ーーオーディオ業界ではハイレゾなど、音源の高音質化がどんどん進んでいて、さらに近年では空間オーディオだったり、今回のバイノーラルだったりと方向性も多様になってきています。こういった変化というのは、演じる側のお立場でも感じられるものでしょうか?

中田 そうですね、昔はマイクの性能がそこまでだったので「もっと声出せ」「ここは効果音が大きいから大声で喋ってくれ」なんて言われたものですけど、今はマイクの性能が上がってきているのでボソボソ喋っていても全然問題がない。なので今はみなさん本当に自然な芝居が上手くて、逆に自分は大仰で昔の時代劇みたいだな、なんて思ってしまう部分もあるくらい、マイクによって芝居の質が変わってきている実感があります。

ーーなるほど! 昔の映画やアニメなどを見ていると「芝居がかった喋り方だな」と感じることがありましたが、マイク性能の違いによる部分もあるかもしれないと。

中田 映像だってそうですよね。僕らの若い頃はアナログフィルムで撮影していましたけど、デジタル技術が登場してドラマ『大岡越前』などが最初にビデオ化されたときは悲しかったですよ。ツルッとして映りすぎちゃっていて、陰影も奥行きもなかった。でも、デジタル技術自体はもちろん、それに対応してメイクさんや照明さんなどの技術も上がったからこそ、今は4Kや8Kでも見えすぎて困ることなくドラマが作れるんですから。

僕ら声優もTwitterやYouTubeをやってみたりしてますけど、今は社会やAV機器が進化していて、それによって仕事の可能性がすごく広がっている良い時代だと思うんですよね。だから自分の選択肢を増やすためには留まっていてはだめで、まず試してみるのが大事なのかなと。

今回の『あと3分』もそうですが、いろいろな形で作品が世に出て、みなさんに楽しんでいただく方法が多様になっていくというのは、僕らとしても歓迎するべきことだと思います。

ーーおっしゃる通り媒体や表現方法が多様化してる今、我々リスナーやファンとしても、皆さんの新たな魅力に出会う機会が増えていると感じます。
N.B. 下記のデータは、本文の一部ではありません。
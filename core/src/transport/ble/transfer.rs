/// Outbound transfer engine
///
/// Splits a payload into MTU-sized fragments and releases them one at a time: a new
/// fragment is only produced once the previous one has been acknowledged. Chunk sizes
/// are computed from the MTU passed in with each step, so a renegotiated MTU applies to
/// every fragment after it arrives. Nothing here touches the transport; the owning
/// session issues the writes and feeds acknowledgements back.

use serde::{Deserialize, Serialize};
use std::fmt;
use std::ops::Range;

use super::error::{SessionError, TransferFailure};
use super::gatt::{GattStatus, ATT_OVERHEAD_BYTES};

/// Identifier of one outbound transfer within a session
#[derive(Debug, Clone, Copy, PartialEq, Eq, Hash, PartialOrd, Ord, Serialize, Deserialize)]
pub struct TransferId(pub u64);

impl fmt::Display for TransferId {
    fn fmt(&self, f: &mut fmt::Formatter<'_>) -> fmt::Result {
        write!(f, "#{}", self.0)
    }
}

/// One slice of a payload, ready to be written
#[derive(Debug, Clone, PartialEq, Eq)]
pub struct Fragment {
    pub transfer: TransferId,
    /// Position of this fragment in emission order (0-based)
    pub index: usize,
    /// Offset of `data` within the payload
    pub offset: usize,
    pub data: Vec<u8>,
}

/// How a transfer ended
#[derive(Debug, Clone, PartialEq, Eq)]
pub enum TransferOutcome {
    Complete {
        transfer: TransferId,
        bytes_sent: usize,
    },
    Failed {
        transfer: TransferId,
        reason: TransferFailure,
        /// Bytes acknowledged before the failure
        bytes_sent: usize,
    },
}

/// Result of feeding an acknowledgement to the engine
#[derive(Debug, Clone, PartialEq, Eq)]
pub enum TransferProgress {
    /// Write this fragment next
    Next(Fragment),
    /// The transfer is over
    Finished(TransferOutcome),
    /// Nothing was pending; the acknowledgement was ignored
    Idle,
}

struct ActiveTransfer {
    id: TransferId,
    payload: Vec<u8>,
    /// Bytes acknowledged so far
    offset: usize,
    /// Byte range written but not yet acknowledged
    pending: Option<Range<usize>>,
    fragments_issued: usize,
}

impl ActiveTransfer {
    fn next_fragment(&mut self, chunk_size: usize) -> Fragment {
        let start = self.offset;
        let end = (start + chunk_size).min(self.payload.len());
        self.pending = Some(start..end);

        let fragment = Fragment {
            transfer: self.id,
            index: self.fragments_issued,
            offset: start,
            data: self.payload[start..end].to_vec(),
        };
        self.fragments_issued += 1;
        fragment
    }
}

/// Single-writer fragmenter for one session
pub struct TransferEngine {
    overhead_bytes: usize,
    next_id: u64,
    active: Option<ActiveTransfer>,
}

impl Default for TransferEngine {
    fn default() -> Self {
        Self::new(ATT_OVERHEAD_BYTES)
    }
}

impl TransferEngine {
    pub fn new(overhead_bytes: usize) -> Self {
        Self {
            overhead_bytes,
            next_id: 1,
            active: None,
        }
    }

    /// Payload bytes per fragment at the given MTU (never below 1)
    pub fn chunk_size(&self, mtu: u16) -> usize {
        (mtu as usize).saturating_sub(self.overhead_bytes).max(1)
    }

    /// Number of fragments a payload needs at a fixed chunk size
    pub fn fragment_count(payload_len: usize, chunk_size: usize) -> usize {
        let chunk_size = chunk_size.max(1);
        (payload_len + chunk_size - 1) / chunk_size
    }

    pub fn is_busy(&self) -> bool {
        self.active.is_some()
    }

    /// Byte range of the fragment awaiting acknowledgement
    pub fn pending(&self) -> Option<Range<usize>> {
        self.active.as_ref().and_then(|active| active.pending.clone())
    }

    /// Start a transfer and return its first fragment
    pub fn begin(&mut self, payload: Vec<u8>, mtu: u16) -> Result<Fragment, SessionError> {
        if self.active.is_some() {
            return Err(SessionError::Busy);
        }
        if payload.is_empty() {
            return Err(SessionError::Configuration(
                "Payload is empty".to_string(),
            ));
        }

        let id = TransferId(self.next_id);
        self.next_id += 1;

        let chunk_size = self.chunk_size(mtu);
        let active = self.active.insert(ActiveTransfer {
            id,
            payload,
            offset: 0,
            pending: None,
            fragments_issued: 0,
        });
        Ok(active.next_fragment(chunk_size))
    }

    /// Feed the completion of the pending fragment
    ///
    /// `mtu` is the session's current MTU and sizes the next fragment. `connected`
    /// is the session's link state at the time of the acknowledgement.
    pub fn acknowledge(&mut self, status: GattStatus, mtu: u16, connected: bool) -> TransferProgress {
        let chunk_size = self.chunk_size(mtu);
        let Some(active) = self.active.as_mut() else {
            return TransferProgress::Idle;
        };
        let Some(written) = active.pending.take() else {
            return TransferProgress::Idle;
        };

        if !status.is_success() {
            return self.fail(TransferFailure::WriteFailed(status));
        }

        active.offset = written.end;
        if active.offset >= active.payload.len() {
            let outcome = TransferOutcome::Complete {
                transfer: active.id,
                bytes_sent: active.payload.len(),
            };
            self.active = None;
            return TransferProgress::Finished(outcome);
        }

        if !connected {
            return self.fail(TransferFailure::ConnectionLost);
        }

        TransferProgress::Next(active.next_fragment(chunk_size))
    }

    /// Drop the running transfer, if any
    pub fn abort(&mut self, reason: TransferFailure) -> Option<TransferOutcome> {
        match self.fail(reason) {
            TransferProgress::Finished(outcome) => Some(outcome),
            _ => None,
        }
    }

    fn fail(&mut self, reason: TransferFailure) -> TransferProgress {
        match self.active.take() {
            Some(active) => TransferProgress::Finished(TransferOutcome::Failed {
                transfer: active.id,
                reason,
                bytes_sent: active.offset,
            }),
            None => TransferProgress::Idle,
        }
    }
}
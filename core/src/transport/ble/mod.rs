/// BLE GATT session module
///
/// Protocol-level core of a point-to-point GATT link:
///
/// - **gatt**: attribute vocabulary (handles, properties, modes, catalogs, service definitions)
/// - **connection**: the three-state link state machine
/// - **transfer**: MTU-sized, single-writer fragmentation of outbound payloads
/// - **client** / **server**: the two session roles
/// - **events**: what sessions publish to the application
///
/// Radio work is done by platform code behind the traits in `transport::abstraction`;
/// everything here is testable without hardware.

pub mod client;
pub mod connection;
pub mod error;
pub mod events;
pub mod gatt;
pub mod server;
pub mod transfer;

#[cfg(test)]
pub(crate) mod mock;

pub use client::ClientSession;
pub use connection::{ConnectionState, ConnectionTracker};
pub use error::{SessionError, TransferFailure};
pub use events::{EventBus, EventSink, SessionEvent};
pub use gatt::{
    AttributePermission, Binding, CharacteristicDescriptor, CharacteristicHandle,
    CharacteristicProperties, CharacteristicSelection, DeviceAddress, GattStatus,
    LocalCharacteristic, ReadMode, RequestId, ServiceCatalog, ServiceDefinition,
    ServiceDescriptor, WriteMode, ATT_OVERHEAD_BYTES, CCCD_UUID, DEFAULT_MTU,
    GATT_SERVICE_UUID, READ_CHARACTERISTIC_UUID, WRITE_CHARACTERISTIC_UUID,
};
pub use server::ServerSession;
pub use transfer::{Fragment, TransferEngine, TransferId, TransferOutcome, TransferProgress};
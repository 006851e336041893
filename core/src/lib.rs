// gattlink core: point-to-point BLE GATT sessions
//
// One client or server session per link, a single outbound write in flight at a time,
// and every payload cut to the MTU the link currently has.
#![allow(clippy::empty_line_after_doc_comments)]

pub mod config;
pub mod transport;

pub use config::{ConfigError, ServiceIdentifiers, SessionConfig};
pub use transport::abstraction::{
    Advertiser, ClientTransport, ClientTransportEvent, ServerTransport, ServerTransportEvent,
    TransportError,
};
pub use transport::ble::{
    CharacteristicHandle, ClientSession, ConnectionState, DeviceAddress, EventBus, EventSink,
    GattStatus, ReadMode, ServerSession, SessionError, SessionEvent, TransferFailure, TransferId,
    WriteMode,
};

/// Install the default `tracing` subscriber (idempotent)
///
/// Filtering follows `RUST_LOG`, falling back to `info`.
pub fn init_logging() {
    let _ = tracing_subscriber::fmt()
        .with_env_filter(
            tracing_subscriber::EnvFilter::try_from_default_env()
                .unwrap_or_else(|_| tracing_subscriber::EnvFilter::new("info")),
        )
        .try_init();
}
struct ServerState {
    connection: ConnectionTracker,
    peer: Option<DeviceAddress>,
    open: bool,
    service: Option<ServiceDefinition>,
    /// Whether `service` is currently registered with the transport
    registered: bool,
    read_mode: ReadMode,
    write_mode: WriteMode,
    /// Value served to read requests on the read characteristic
    read_value: Vec<u8>,
    mtu: u16,
    transfer: TransferEngine,
}

impl ServerState {
    fn is_current_peer(&self, peer: &DeviceAddress) -> bool {
        self.peer.as_ref() == Some(peer)
    }

    /// Peer to push notifications to, when the link is up
    fn connected_peer(&self) -> Option<DeviceAddress> {
        if self.connection.is_connected() {
            self.peer.clone()
        } else {
            None
        }
    }
}

pub struct ServerSession {
    config: SessionConfig,
    transport: Arc<dyn ServerTransport>,
    advertiser: Option<Arc<dyn Advertiser>>,
    events: Arc<dyn EventSink>,
    state: Mutex<ServerState>,
}
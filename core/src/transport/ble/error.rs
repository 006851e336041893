/// Error types for GATT sessions
///
/// `SessionError` is returned synchronously when a call's preconditions fail.
/// `TransferFailure` is the reason carried by a `TransferFailed` event once a transfer
/// has been accepted.

use serde::{Deserialize, Serialize};
use thiserror::Error;

use super::gatt::GattStatus;
use crate::config::ConfigError;
use crate::transport::abstraction::TransportError;

#[derive(Error, Debug, Clone, PartialEq, Eq)]
pub enum SessionError {
    #[error("Configuration error: {0}")]
    Configuration(String),
    #[error("Another transfer or connection attempt is in progress")]
    Busy,
    #[error("Connection lost")]
    ConnectionLost,
    #[error("Transport rejected request: {0}")]
    TransportRejected(#[from] TransportError),
    #[error("No peer connected")]
    PeerUnavailable,
}

impl From<ConfigError> for SessionError {
    fn from(err: ConfigError) -> Self {
        SessionError::Configuration(err.to_string())
    }
}

/// Why an accepted transfer stopped before completing
#[derive(Error, Debug, Clone, PartialEq, Eq, Serialize, Deserialize)]
pub enum TransferFailure {
    #[error("link dropped mid-transfer")]
    ConnectionLost,
    #[error("fragment acknowledged with {0}")]
    WriteFailed(GattStatus),
    #[error("transport refused fragment: {0}")]
    TransportRejected(String),
}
今後世の中がどんな風に面白くなっていくか、期待せずにはいられませんね。

それでは最後に、この記事を読んでくださっている方や『あと3分』を聞いてくださっている方にメッセージをお願いします!


中田 僕自身、人を動かすものは何かと考えてみると、器用な人でも不器用な人でも「誠」しかないような気がするんです。僕が演じたリンカーンとナポレオンは必ずしも良いことだけをしてきたわけじゃないでしょうけど、彼らには彼らなりの「誠」があって、それだけ真剣に国家や人民のことを考えていたわけですから、そういう「誠」の部分を感じていただけたらいいですね。

「人民の人民による人民のための政治」などは皆さんも一度は聞いたことがあるセリフだと思います。僕の演じたもので聴いて「こういうイメージの人かもしれないな」「こういう喋り方だったかもしれないな」など、少しでも思っていただけたら嬉しいです。